### Activity:
If a line of the data below contains the string "super", copy it into your answer.

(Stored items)

________________

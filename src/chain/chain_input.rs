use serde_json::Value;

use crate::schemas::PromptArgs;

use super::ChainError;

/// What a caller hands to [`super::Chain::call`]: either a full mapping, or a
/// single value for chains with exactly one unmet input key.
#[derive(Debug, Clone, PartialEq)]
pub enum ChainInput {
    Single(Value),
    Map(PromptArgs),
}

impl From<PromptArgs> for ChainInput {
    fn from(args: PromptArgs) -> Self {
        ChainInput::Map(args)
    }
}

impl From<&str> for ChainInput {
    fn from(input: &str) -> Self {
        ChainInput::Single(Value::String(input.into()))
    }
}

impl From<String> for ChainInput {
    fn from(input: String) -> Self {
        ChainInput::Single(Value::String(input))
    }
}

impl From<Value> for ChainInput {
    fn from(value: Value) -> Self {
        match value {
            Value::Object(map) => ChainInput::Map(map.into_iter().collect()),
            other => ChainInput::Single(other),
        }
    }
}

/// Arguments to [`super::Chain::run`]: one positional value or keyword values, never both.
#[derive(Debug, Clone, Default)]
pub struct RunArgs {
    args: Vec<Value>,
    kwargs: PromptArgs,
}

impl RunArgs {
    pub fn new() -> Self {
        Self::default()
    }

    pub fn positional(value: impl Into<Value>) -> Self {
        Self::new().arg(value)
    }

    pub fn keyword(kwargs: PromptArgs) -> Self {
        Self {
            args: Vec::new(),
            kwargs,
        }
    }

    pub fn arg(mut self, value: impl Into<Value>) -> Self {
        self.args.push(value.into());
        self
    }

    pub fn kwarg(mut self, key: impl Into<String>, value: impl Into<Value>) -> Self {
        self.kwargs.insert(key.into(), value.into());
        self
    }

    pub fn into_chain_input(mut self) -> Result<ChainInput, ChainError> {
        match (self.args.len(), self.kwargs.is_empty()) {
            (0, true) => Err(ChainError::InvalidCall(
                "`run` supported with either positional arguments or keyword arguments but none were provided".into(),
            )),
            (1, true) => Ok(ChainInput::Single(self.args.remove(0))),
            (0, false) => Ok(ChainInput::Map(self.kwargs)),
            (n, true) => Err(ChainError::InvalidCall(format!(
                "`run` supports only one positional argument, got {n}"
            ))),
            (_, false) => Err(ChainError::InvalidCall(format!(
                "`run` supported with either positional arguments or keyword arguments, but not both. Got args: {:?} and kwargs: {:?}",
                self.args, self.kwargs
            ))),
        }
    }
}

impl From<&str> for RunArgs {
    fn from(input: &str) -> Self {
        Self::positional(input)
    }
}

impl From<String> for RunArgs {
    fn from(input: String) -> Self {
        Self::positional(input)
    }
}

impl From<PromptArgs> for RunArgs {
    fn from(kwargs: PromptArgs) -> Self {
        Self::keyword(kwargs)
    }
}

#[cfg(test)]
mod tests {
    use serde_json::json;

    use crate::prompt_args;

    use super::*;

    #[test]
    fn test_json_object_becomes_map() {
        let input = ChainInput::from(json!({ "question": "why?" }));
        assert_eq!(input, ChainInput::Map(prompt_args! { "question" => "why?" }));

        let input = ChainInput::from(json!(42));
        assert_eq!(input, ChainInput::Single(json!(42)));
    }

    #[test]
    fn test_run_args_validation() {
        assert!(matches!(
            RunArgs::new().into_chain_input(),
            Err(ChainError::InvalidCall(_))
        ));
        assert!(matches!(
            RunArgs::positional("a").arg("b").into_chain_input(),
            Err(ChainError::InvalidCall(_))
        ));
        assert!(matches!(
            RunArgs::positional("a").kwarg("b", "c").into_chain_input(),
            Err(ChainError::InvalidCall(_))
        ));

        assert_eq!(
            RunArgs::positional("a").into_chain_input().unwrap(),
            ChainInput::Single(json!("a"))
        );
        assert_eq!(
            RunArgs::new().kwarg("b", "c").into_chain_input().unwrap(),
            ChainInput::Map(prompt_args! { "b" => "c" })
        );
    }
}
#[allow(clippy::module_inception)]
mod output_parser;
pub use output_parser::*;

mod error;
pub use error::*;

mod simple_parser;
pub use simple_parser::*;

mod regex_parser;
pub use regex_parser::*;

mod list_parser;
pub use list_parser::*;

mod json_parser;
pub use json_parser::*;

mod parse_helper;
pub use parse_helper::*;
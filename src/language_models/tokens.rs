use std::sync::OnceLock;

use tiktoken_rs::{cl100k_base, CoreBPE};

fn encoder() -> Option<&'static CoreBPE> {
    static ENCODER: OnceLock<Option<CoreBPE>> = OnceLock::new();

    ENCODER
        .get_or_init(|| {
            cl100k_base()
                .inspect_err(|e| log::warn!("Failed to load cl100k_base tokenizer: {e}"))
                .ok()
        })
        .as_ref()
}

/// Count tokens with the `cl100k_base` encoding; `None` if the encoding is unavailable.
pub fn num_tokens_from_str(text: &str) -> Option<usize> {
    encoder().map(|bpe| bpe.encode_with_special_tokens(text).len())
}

________________

### Result of the task:
use super::ChainError;
/// What a caller hands to [`super::Chain::call`]: either a full mapping, or a
/// Arguments to [`super::Chain::run`]: one positional value or keyword values, never both.
    use super::*;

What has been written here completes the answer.